Some of the Paul supporters with blogs posted rather amusing and revealing takes. My favorite is this one:
The neocons at the American (Group)Thinker must have gotten the memo. The ugliness has just begun. You know they are running scared. They have resorted to their trump card, and it is only November.
Yep! It is all a conspiracy. That's the only possible explanation. But I am curious. Who sent out the memo? I certainly haven't seen it. Now that Karl Rive has retired, who exactly is the puppet master supposedly directing the conspiracy against Paul?

I love it when conspiracy nuts prove the point about them with no help.

But by far the most disturbing comment came from John Derbyshire, writing on The Corner blog at National Review Online, whose founder William F. Buckley helped create modern conservatism by repudiating antisemites in the 1950s.

Derbyshire wrote, in addition to some puzzling verbiage about Goebbels:
Don't the American Thinker folk understand how paranoid bullying like that just reinforces the worst stereotypes about ethnocentric Jews?
What on earth does this mean? Is he alleging that Walden is an ethnocentric Jew? That would be news to Walden, who is not Jewish. Does it mean that Derbyshire regards American Thinker as a Jewish website? If so, why? Because we are upfront about our dedication to the survival of Israel? Or because we have a number of identifiably Jewish names among our contributors? Too many of those people?

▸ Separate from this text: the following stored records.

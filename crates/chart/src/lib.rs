//! Helmlet chart model: JSON charts, subchart attachment, dependency enablement,
//! values coalescing and the render values handed to the templating engine.

#![forbid(unsafe_code)]

mod dependencies;
mod model;
mod release;
mod schema;
mod values;

pub use dependencies::process_dependencies;
pub use model::{chart_full_path, Chart, CrdObject, Dependency, File, Metadata};
pub use release::{to_render_values, Capabilities, ChartInfo, DependencyInfo, HelmVersion, KubeVersion, ReleaseOptions, HELM_COMPAT_VERSION};
pub use schema::validate_against_schema;
pub use values::{coalesce_values, path_value, GLOBAL_KEY};

use serde::de::DeserializeOwned;
use serde_json::Value;

#[derive(Debug, thiserror::Error)]
pub enum ChartError {
    #[error("invalid chart: {0}")]
    Parse(String),
    #[error("invalid values: {0}")]
    InvalidValues(String),
    #[error("invalid release options: {0}")]
    InvalidOptions(String),
    #[error("values don't meet the specifications of the schema(s) in the following chart(s):\n{0}")]
    Schema(String),
    #[error("encode: {0}")]
    Encode(String),
}

/// Deserialize a JSON object into `T`. Arrays and scalars are rejected even
/// when every field of `T` has a default.
pub(crate) fn from_object<T: DeserializeOwned>(json: &str) -> Result<T, String> {
    match serde_json::from_str::<Value>(json).map_err(|e| e.to_string())? {
        v @ Value::Object(_) => serde_json::from_value(v).map_err(|e| e.to_string()),
        other => Err(format!("expected an object, got {}", json_type(&other))),
    }
}

fn json_type(v: &Value) -> &'static str {
    match v {
        Value::Null => "null",
        Value::Bool(_) => "a boolean",
        Value::Number(_) => "a number",
        Value::String(_) => "a string",
        Value::Array(_) => "an array",
        Value::Object(_) => "an object",
    }
}

/// Parse a caller-supplied values document. `null` and an empty string are empty values.
pub fn parse_values(json: &str) -> Result<serde_json::Map<String, Value>, ChartError> {
    if json.trim().is_empty() {
        return Ok(Default::default());
    }
    match serde_json::from_str::<Value>(json).map_err(|e| ChartError::InvalidValues(e.to_string()))? {
        Value::Object(m) => Ok(m),
        Value::Null => Ok(Default::default()),
        other => Err(ChartError::InvalidValues(format!("expected an object, got {}", json_type(&other)))),
    }
}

As it happens, just the other day a blogger parodied our ostensible membership in the Christian conspiracy:

AT Christian conspiracy


Derbyshire and the above atheist blogger need to get together and figure out exactly which nefarious religious group pulls the strings on American Thinker. And when they come to their conclusion, I hope one of them will let me know.

Also writing on The Corner, Jonah Goldberg had a different take:  
Ron Paul is reaching the big leagues, he's going to have to start answering big league questions. The American Thinker has a whole bunch.
And following the avalanche of email from Paulbots, updated:
... if he's going to be considered a serious candidate, he should know how to handle these questions like a serious candidate. There is nothing in the above post that amounts to a "smear" or anything of the sort. If you Ron Paul fans think the American Thinker is going to be the only outlet to raise these issues, you're naive. And your hysterical caterwauling and insult-hurling in Paul's defense does not reflect well on you or your candidate. 
After Derbyshire's post, Jonah took took issue
I do think that Paul - if he is the real deal - has a special obligation to draw bright lines between himself and a lot of the fringe-folks who are flocking to him. He is an extremist after all. Not in the way the left uses the term necessarily, but an extremist nonetheless. All you need to do is look at his positions, compare them to where the two parties and 98% of journalists, intellectuals, academics, bureaucrats, politicians and the like are and it's almost impossible to conclude otherwise. Heck, the whole appeal of his campaign is that he's an extremist by the standards of the Beltway. [....]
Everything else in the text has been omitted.